Prompt:
Within the records below, how many lines hold the word "thiserror"? Only the number should be returned.

Extracted information:
================

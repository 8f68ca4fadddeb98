use std::collections::{BTreeMap, HashSet};
use std::path::{Path, PathBuf};

use gix::ObjectId;
use gix::object::tree::EntryKind;

use super::HistorySource;
use crate::{Result, SlocAuditError};

/// One entry of a tree, reduced to what a diff needs.
#[derive(Debug, Clone, Copy, PartialEq, Eq)]
enum Node {
    Blob(ObjectId),
    Tree(ObjectId),
}

/// Entries of a single tree level, ordered by name.
type TreeEntries = BTreeMap<String, Node>;

/// Blob-level differences between a commit and its first parent.
#[derive(Debug, Default)]
struct TreeChanges {
    added: Vec<(String, ObjectId)>,
    deleted: Vec<(String, ObjectId)>,
    modified: Vec<String>,
}

impl TreeChanges {
    /// Paths in `git log --name-only` form, sorted.
    ///
    /// A deleted path whose exact blob reappears under an added path is a
    /// rename, and only the new path is reported.
    fn into_paths(self) -> Vec<String> {
        let added_blobs: HashSet<ObjectId> = self.added.iter().map(|(_, oid)| *oid).collect();

        let mut paths = self.modified;
        paths.extend(self.added.into_iter().map(|(path, _)| path));
        paths.extend(
            self.deleted
                .into_iter()
                .filter(|(_, oid)| !added_blobs.contains(oid))
                .map(|(path, _)| path),
        );
        paths.sort();
        paths
    }
}

/// Change history read from the git repository enclosing a path.
///
/// Walks from `HEAD` newest-first. Every non-merge commit contributes the
/// paths whose blob differs from its first parent, matching what
/// `git log --name-only` prints. Root commits contribute every file.
#[derive(Debug, Clone)]
pub struct GitHistory {
    start: PathBuf,
}

impl GitHistory {
    #[must_use]
    pub fn new(path: &Path) -> Self {
        Self {
            start: path.to_path_buf(),
        }
    }

    fn discover_repo(&self) -> Result<gix::Repository> {
        gix::discover(&self.start)
            .map_err(|e| SlocAuditError::Git(format!("Failed to discover git repository: {e}")))
    }

    fn tree_id(repo: &gix::Repository, commit: ObjectId) -> Result<ObjectId> {
        repo.find_commit(commit)
            .map_err(|e| SlocAuditError::Git(format!("Failed to find commit {commit}: {e}")))?
            .tree_id()
            .map(gix::Id::detach)
            .map_err(|e| SlocAuditError::Git(format!("Failed to get tree for {commit}: {e}")))
    }

    fn read_entries(repo: &gix::Repository, tree: Option<ObjectId>) -> Result<TreeEntries> {
        let mut entries = TreeEntries::new();
        let Some(id) = tree else {
            return Ok(entries);
        };

        let tree = repo
            .find_tree(id)
            .map_err(|e| SlocAuditError::Git(format!("Failed to find tree {id}: {e}")))?;
        for entry in tree.iter() {
            let entry = entry
                .map_err(|e| SlocAuditError::Git(format!("Failed to read tree entry: {e}")))?;
            let oid: ObjectId = entry.oid().into();
            let node = match entry.mode().kind() {
                EntryKind::Blob | EntryKind::BlobExecutable | EntryKind::Link => Node::Blob(oid),
                EntryKind::Tree => Node::Tree(oid),
                // Submodules are not files of this repository.
                EntryKind::Commit => continue,
            };
            entries.insert(String::from_utf8_lossy(entry.filename()).into_owned(), node);
        }
        Ok(entries)
    }

    /// Diff two trees, descending only into subtrees whose ids differ.
    fn diff_trees(
        repo: &gix::Repository,
        current: Option<ObjectId>,
        parent: Option<ObjectId>,
        prefix: &str,
        changes: &mut TreeChanges,
    ) -> Result<()> {
        if current == parent {
            return Ok(());
        }

        let mut current = Self::read_entries(repo, current)?;
        let parent = Self::read_entries(repo, parent)?;

        for (name, old) in parent {
            let path = join_path(prefix, &name);
            match (current.remove(&name), old) {
                (Some(new), old) if new == old => {}
                (Some(Node::Blob(_)), Node::Blob(_)) => changes.modified.push(path),
                (Some(Node::Tree(new)), Node::Tree(old)) => {
                    Self::diff_trees(repo, Some(new), Some(old), &path, changes)?;
                }
                (Some(Node::Blob(new)), Node::Tree(old)) => {
                    changes.added.push((path.clone(), new));
                    Self::diff_trees(repo, None, Some(old), &path, changes)?;
                }
                (Some(Node::Tree(new)), Node::Blob(old)) => {
                    changes.deleted.push((path.clone(), old));
                    Self::diff_trees(repo, Some(new), None, &path, changes)?;
                }
                (None, Node::Blob(old)) => changes.deleted.push((path, old)),
                (None, Node::Tree(old)) => {
                    Self::diff_trees(repo, None, Some(old), &path, changes)?;
                }
            }
        }

        // Whatever is left exists only in the current tree.
        for (name, new) in current {
            let path = join_path(prefix, &name);
            match new {
                Node::Blob(oid) => changes.added.push((path, oid)),
                Node::Tree(oid) => Self::diff_trees(repo, Some(oid), None, &path, changes)?,
            }
        }
        Ok(())
    }

    fn commit_changes(
        repo: &gix::Repository,
        commit: ObjectId,
        parent: Option<ObjectId>,
    ) -> Result<Vec<String>> {
        let current = Self::tree_id(repo, commit)?;
        let parent = parent.map(|id| Self::tree_id(repo, id)).transpose()?;

        let mut changes = TreeChanges::default();
        Self::diff_trees(repo, Some(current), parent, "", &mut changes)?;
        Ok(changes.into_paths())
    }
}

fn join_path(prefix: &str, name: &str) -> String {
    if prefix.is_empty() {
        name.to_string()
    } else {
        format!("{prefix}/{name}")
    }
}

impl HistorySource for GitHistory {
    fn modified_paths(&self) -> Result<Vec<String>> {
        let repo = self.discover_repo()?;
        let head = repo
            .head_id()
            .map_err(|e| SlocAuditError::Git(format!("Failed to resolve HEAD: {e}")))?;
        let walk = repo
            .rev_walk([head.detach()])
            .all()
            .map_err(|e| SlocAuditError::Git(format!("Failed to walk history: {e}")))?;

        let mut modified = Vec::new();
        for info in walk {
            let info =
                info.map_err(|e| SlocAuditError::Git(format!("Failed to walk history: {e}")))?;
            let parents: Vec<ObjectId> = info.parent_ids().map(gix::Id::detach).collect();
            // Merges list nothing, as with `git log --name-only`.
            if parents.len() > 1 {
                continue;
            }

            modified.extend(Self::commit_changes(&repo, info.id, parents.first().copied())?);
        }

        Ok(modified)
    }
}

#[cfg(test)]
#[path = "git_tests.rs"]
mod tests;
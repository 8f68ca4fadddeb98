#![allow(dead_code)]

use std::fmt::Write;
use std::fs;
use std::path::Path;
use std::process::Command;

use tempfile::TempDir;

/// Creates an `assert_cmd` Command for the sloc-audit binary.
#[macro_export]
macro_rules! sloc_audit {
    () => {
        assert_cmd::Command::new(assert_cmd::cargo::cargo_bin!("sloc-audit"))
    };
}

/// Creates a temporary directory with test fixtures for integration tests.
pub struct TestFixture {
    pub dir: TempDir,
}

impl TestFixture {
    pub fn new() -> Self {
        Self {
            dir: TempDir::new().expect("Failed to create temp directory"),
        }
    }

    /// Creates a file with the given content in the temp directory.
    pub fn create_file(&self, relative_path: &str, content: &str) {
        let path = self.dir.path().join(relative_path);
        if let Some(parent) = path.parent() {
            fs::create_dir_all(parent).expect("Failed to create parent directories");
        }
        fs::write(&path, content).expect("Failed to write file");
    }

    pub fn path(&self) -> &Path {
        self.dir.path()
    }

    pub fn create_config(&self, content: &str) {
        self.create_file(".sloc-audit.toml", content);
    }

    /// Creates a C++ file with the given number of code lines.
    pub fn create_cpp_file(&self, relative_path: &str, code_lines: usize) {
        let mut content = String::new();
        for i in 0..code_lines {
            let _ = writeln!(content, "int var_{i} = {i};");
        }
        self.create_file(relative_path, &content);
    }

    /// Creates a C++ file padded with line comments, a block comment and blank lines.
    pub fn create_cpp_file_with_comments(
        &self,
        relative_path: &str,
        code_lines: usize,
        comment_lines: usize,
        blank_lines: usize,
    ) {
        let mut content = String::new();
        for i in 0..comment_lines {
            let _ = writeln!(content, "// Comment line {i}");
        }
        content.push_str("/*\n * block\n */\n");
        for _ in 0..blank_lines {
            content.push('\n');
        }
        for i in 0..code_lines {
            let _ = writeln!(content, "int var_{i} = {i}; // trailing");
        }
        self.create_file(relative_path, &content);
    }

    /// Turns the fixture into a git repository with a committer identity.
    pub fn init_git(&self) {
        self.git(&["init"]);
        self.git(&["config", "user.email", "test@test.com"]);
        self.git(&["config", "user.name", "Test User"]);
        self.git(&["config", "commit.gpgsign", "false"]);
    }

    pub fn commit_all(&self, message: &str) {
        self.git(&["add", "-A"]);
        self.git(&["commit", "-m", message]);
    }

    fn git(&self, args: &[&str]) {
        Command::new("git")
            .args(args)
            .current_dir(self.path())
            .output()
            .expect("Failed to run git");
    }
}

pub const STRICT_CONFIG: &str = r#"
[content]
max_lines = 20
"#;

pub const RUST_ONLY_CONFIG: &str = r#"
[scanner]
extensions = ["rs"]
exclude_dirs = []

[content]
max_lines = 20
"#;
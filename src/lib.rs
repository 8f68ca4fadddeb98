pub mod checker;
pub mod cli;
pub mod commands;
pub mod config;
pub mod counter;
pub mod error;
pub mod history;
pub mod logging;
pub mod output;
pub mod scanner;

pub use error::{Result, SlocAuditError};

pub const EXIT_SUCCESS: i32 = 0;
pub const EXIT_THRESHOLD_EXCEEDED: i32 = 1;
pub const EXIT_CONFIG_ERROR: i32 = 2;

#[cfg(test)]
#[path = "lib_tests.rs"]
mod tests;
use std::path::{Path, PathBuf};

use tracing::debug;

use crate::error::{Result, SlocAuditError};

use super::Config;

pub trait ConfigLoader {
    /// Find and load the configuration that applies to a scan of `root`.
    ///
    /// # Errors
    /// Returns an error if a discovered config file cannot be read or parsed.
    fn load(&self, root: &Path) -> Result<Config>;

    /// Load configuration from an explicit file.
    ///
    /// # Errors
    /// Returns an error if the file cannot be read or parsed.
    fn load_from_path(&self, path: &Path) -> Result<Config>;
}

pub const LOCAL_CONFIG_NAME: &str = ".sloc-audit.toml";
const USER_CONFIG_NAME: &str = "config.toml";

/// Trait for filesystem operations (for testability).
pub trait FileSystem {
    /// Read file contents as a string.
    ///
    /// # Errors
    /// Returns an error if the file cannot be read.
    fn read_to_string(&self, path: &Path) -> std::io::Result<String>;

    /// Check if a path exists.
    fn exists(&self, path: &Path) -> bool;

    /// Get the current working directory.
    ///
    /// # Errors
    /// Returns an error if the current directory cannot be determined.
    fn current_dir(&self) -> std::io::Result<PathBuf>;

    /// Get the platform-specific configuration directory for sloc-audit.
    ///
    /// - Windows: `%APPDATA%\sloc-audit`
    /// - macOS: `~/Library/Application Support/sloc-audit`
    /// - Linux: `~/.config/sloc-audit` (XDG)
    fn config_dir(&self) -> Option<PathBuf>;
}

/// Real filesystem implementation.
#[derive(Debug, Default, Clone, Copy)]
pub struct RealFileSystem;

impl FileSystem for RealFileSystem {
    fn read_to_string(&self, path: &Path) -> std::io::Result<String> {
        std::fs::read_to_string(path)
    }

    fn exists(&self, path: &Path) -> bool {
        path.exists()
    }

    fn current_dir(&self) -> std::io::Result<PathBuf> {
        std::env::current_dir()
    }

    fn config_dir(&self) -> Option<PathBuf> {
        directories::ProjectDirs::from("", "", "sloc-audit")
            .map(|dirs| dirs.config_dir().to_path_buf())
    }
}

/// Loads configuration from the filesystem.
///
/// Search order:
/// 1. `.sloc-audit.toml` in the scan root
/// 2. `.sloc-audit.toml` in the current directory
/// 3. `config.toml` in the platform-specific user config directory
/// 4. `Config::default()` if no config is found
#[derive(Debug)]
pub struct FileConfigLoader<F: FileSystem = RealFileSystem> {
    fs: F,
}

impl Default for FileConfigLoader<RealFileSystem> {
    fn default() -> Self {
        Self::new()
    }
}

impl FileConfigLoader<RealFileSystem> {
    #[must_use]
    pub const fn new() -> Self {
        Self { fs: RealFileSystem }
    }
}

impl<F: FileSystem> FileConfigLoader<F> {
    #[must_use]
    pub const fn with_fs(fs: F) -> Self {
        Self { fs }
    }

    fn candidate_paths(&self, root: &Path) -> Vec<PathBuf> {
        let mut candidates = vec![root.join(LOCAL_CONFIG_NAME)];
        if let Ok(dir) = self.fs.current_dir() {
            candidates.push(dir.join(LOCAL_CONFIG_NAME));
        }
        if let Some(dir) = self.fs.config_dir() {
            candidates.push(dir.join(USER_CONFIG_NAME));
        }
        candidates
    }

    fn parse_config(content: &str) -> Result<Config> {
        toml::from_str(content).map_err(SlocAuditError::from)
    }
}

impl<F: FileSystem> ConfigLoader for FileConfigLoader<F> {
    fn load(&self, root: &Path) -> Result<Config> {
        for candidate in self.candidate_paths(root) {
            if self.fs.exists(&candidate) {
                return self.load_from_path(&candidate);
            }
        }

        debug!("no configuration file found, using defaults");
        Ok(Config::default())
    }

    fn load_from_path(&self, path: &Path) -> Result<Config> {
        let content = self
            .fs
            .read_to_string(path)
            .map_err(|source| SlocAuditError::FileRead {
                path: path.to_path_buf(),
                source,
            })?;

        debug!(path = %path.display(), "loading configuration");
        Self::parse_config(&content)
    }
}

#[cfg(test)]
#[path = "loader_tests.rs"]
mod tests;
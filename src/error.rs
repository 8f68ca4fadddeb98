use std::path::PathBuf;

use thiserror::Error;

#[derive(Error, Debug)]
pub enum SlocAuditError {
    #[error("Configuration error: {0}")]
    Config(String),

    #[error("Failed to read file: {path}")]
    FileRead {
        path: PathBuf,
        #[source]
        source: std::io::Error,
    },

    #[error("Invalid glob pattern: {pattern}")]
    InvalidPattern {
        pattern: String,
        #[source]
        source: globset::Error,
    },

    #[error("IO error: {0}")]
    Io(#[from] std::io::Error),

    #[error("TOML parse error: {0}")]
    TomlParse(#[from] toml::de::Error),

    #[error("JSON serialization error: {0}")]
    JsonSerialize(#[from] serde_json::Error),

    #[error("Git error: {0}")]
    Git(String),

    #[error("Scan root not found or not a directory: {}", .0.display())]
    RootNotFound(PathBuf),
}

pub type Result<T> = std::result::Result<T, SlocAuditError>;

#[cfg(test)]
#[path = "error_tests.rs"]
mod tests;
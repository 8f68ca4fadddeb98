//! Change-frequency ("hotspot") analysis over version-control history.

mod git;
mod tally;

pub use git::GitHistory;
pub use tally::{TouchRecord, tally};

use tracing::{debug, warn};

use crate::error::Result;

/// Supplies the flat, ordered list of paths touched by historical changes.
///
/// A path appears once per change that touched it.
pub trait HistorySource {
    /// # Errors
    /// Returns an error if the history cannot be read.
    fn modified_paths(&self) -> Result<Vec<String>>;
}

/// Read the history, degrading to an empty list when the source fails.
pub fn collect_history(source: &dyn HistorySource) -> Vec<String> {
    match source.modified_paths() {
        Ok(paths) => {
            debug!(entries = paths.len(), "loaded change history");
            paths
        }
        Err(e) => {
            warn!("change history unavailable, reporting no hotspots: {e}");
            Vec::new()
        }
    }
}

#[cfg(test)]
#[path = "mod_tests.rs"]
mod tests;
use serde::{Deserialize, Serialize};

use profile_cell::{specialist_status, Profile, ProfileError, SpecialistStatus};
use shared_models::error::AppError;
use shared_models::role::Role;
use statistics_cell::StatisticsError;

// ==============================================================================
// REGISTRATION REQUESTS
// ==============================================================================

/// Fields every registration form shares.
#[derive(Debug, Clone, Deserialize)]
pub struct AccountFields {
    pub nombre: String,
    pub apellido: String,
    pub edad: i32,
    pub dni: String,
    pub email: String,
    pub password: String,
    #[serde(alias = "confirmPassword", alias = "password_confirmation")]
    pub confirm_password: String,
}

#[derive(Debug, Clone, Deserialize)]
pub struct RegisterPatientRequest {
    #[serde(flatten)]
    pub account: AccountFields,
    pub obra_social: String,
    /// Data URL (`data:image/png;base64,...`) or an existing image URL.
    #[serde(default)]
    pub imagen_perfil: Option<String>,
    #[serde(default)]
    pub imagen_perfil2: Option<String>,
}

#[derive(Debug, Clone, Deserialize)]
pub struct RegisterSpecialistRequest {
    #[serde(flatten)]
    pub account: AccountFields,
    #[serde(alias = "especialidad")]
    pub especialidades: Vec<String>,
    #[serde(default)]
    pub imagen_perfil: Option<String>,
}

#[derive(Debug, Clone, Deserialize)]
pub struct RegisterAdministratorRequest {
    #[serde(flatten)]
    pub account: AccountFields,
    #[serde(default)]
    pub imagen_perfil: Option<String>,
}

#[derive(Debug, Clone, Serialize)]
pub struct RegistrationResponse {
    pub profile: Profile,
    pub message: String,
}

// ==============================================================================
// SESSION
// ==============================================================================

#[derive(Debug, Clone, Deserialize)]
pub struct LoginRequest {
    pub email: String,
    pub password: String,
}

#[derive(Debug, Clone, Serialize)]
pub struct LoginResponse {
    pub access_token: String,
    pub refresh_token: Option<String>,
    pub expires_in: Option<i64>,
    pub profile: Profile,
    pub landing: String,
}

/// Whether an account may open a session.
#[derive(Debug, Clone, Copy, PartialEq, Eq, Serialize)]
#[serde(rename_all = "snake_case")]
pub enum AccountStatus {
    Active,
    EmailNotConfirmed,
    PendingApproval,
    Rejected,
}

impl AccountStatus {
    /// Administrators always pass. Everyone else needs a confirmed email, and
    /// specialists also need an approval that was not overturned.
    pub fn evaluate(profile: &Profile, email_confirmed: bool) -> Self {
        if profile.tipo == Role::Administrator {
            return AccountStatus::Active;
        }
        if !email_confirmed {
            return AccountStatus::EmailNotConfirmed;
        }
        if profile.is_specialist() {
            return match specialist_status(profile) {
                SpecialistStatus::Approved => AccountStatus::Active,
                SpecialistStatus::Rejected => AccountStatus::Rejected,
                SpecialistStatus::Pending => AccountStatus::PendingApproval,
            };
        }
        AccountStatus::Active
    }

    pub fn is_active(&self) -> bool {
        matches!(self, AccountStatus::Active)
    }

    pub fn message(&self) -> &'static str {
        match self {
            AccountStatus::Active => "Cuenta activa",
            AccountStatus::EmailNotConfirmed => {
                "Debes confirmar tu email antes de iniciar sesión. Revisa tu bandeja de entrada."
            }
            AccountStatus::PendingApproval => {
                "Tu cuenta de especialista está pendiente de aprobación por el administrador."
            }
            AccountStatus::Rejected => "Tu cuenta de especialista fue rechazada por el administrador.",
        }
    }
}

/// User-facing text for a sign-in failure reported by the auth service.
pub fn login_error_message(raw: &str) -> String {
    if raw.contains("Invalid login credentials") {
        "Email o contraseña incorrectos".to_string()
    } else if raw.contains("Email not confirmed") {
        "Debes confirmar tu email antes de iniciar sesión".to_string()
    } else if raw.contains("Too many requests") {
        "Demasiados intentos. Intenta más tarde".to_string()
    } else {
        format!("Error al iniciar sesión: {}", raw)
    }
}

// ==============================================================================
// ERRORS
// ==============================================================================

#[derive(Debug, thiserror::Error)]
pub enum AuthError {
    #[error("{0}")]
    InvalidCredentials(String),

    #[error("{}", .0.message())]
    AccountBlocked(AccountStatus),

    #[error("El usuario no tiene un perfil registrado")]
    ProfileMissing,

    #[error("Ya existe un usuario registrado con ese DNI")]
    NationalIdTaken,

    #[error("El email ya está registrado")]
    EmailTaken,

    #[error("{0}")]
    Forbidden(String),

    #[error("{0}")]
    ValidationError(String),

    #[error("Auth service error: {0}")]
    ExternalService(String),

    #[error("Database error: {0}")]
    DatabaseError(String),
}

impl From<AuthError> for AppError {
    fn from(err: AuthError) -> Self {
        match err {
            AuthError::InvalidCredentials(msg) => AppError::Auth(msg),
            AuthError::AccountBlocked(_) | AuthError::ProfileMissing => AppError::Forbidden(err.to_string()),
            AuthError::NationalIdTaken | AuthError::EmailTaken => AppError::Conflict(err.to_string()),
            AuthError::Forbidden(msg) => AppError::Forbidden(msg),
            AuthError::ValidationError(msg) => AppError::ValidationError(msg),
            AuthError::ExternalService(msg) => AppError::ExternalService(msg),
            AuthError::DatabaseError(msg) => AppError::Database(msg),
        }
    }
}

impl From<ProfileError> for AuthError {
    fn from(err: ProfileError) -> Self {
        match err {
            ProfileError::NotFound => AuthError::ProfileMissing,
            ProfileError::NotASpecialist => AuthError::ValidationError(err.to_string()),
            ProfileError::Forbidden(msg) => AuthError::Forbidden(msg),
            ProfileError::ValidationError(msg) => AuthError::ValidationError(msg),
            ProfileError::DatabaseError(msg) => AuthError::DatabaseError(msg),
        }
    }
}

impl From<StatisticsError> for AuthError {
    fn from(err: StatisticsError) -> Self {
        AuthError::DatabaseError(err.to_string())
    }
}
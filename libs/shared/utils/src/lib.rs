pub mod extractor;
pub mod format;
pub mod jwt;
pub mod pdf;
pub mod permissions;
pub mod test_utils;
pub mod validation;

================

Answer to this task:
2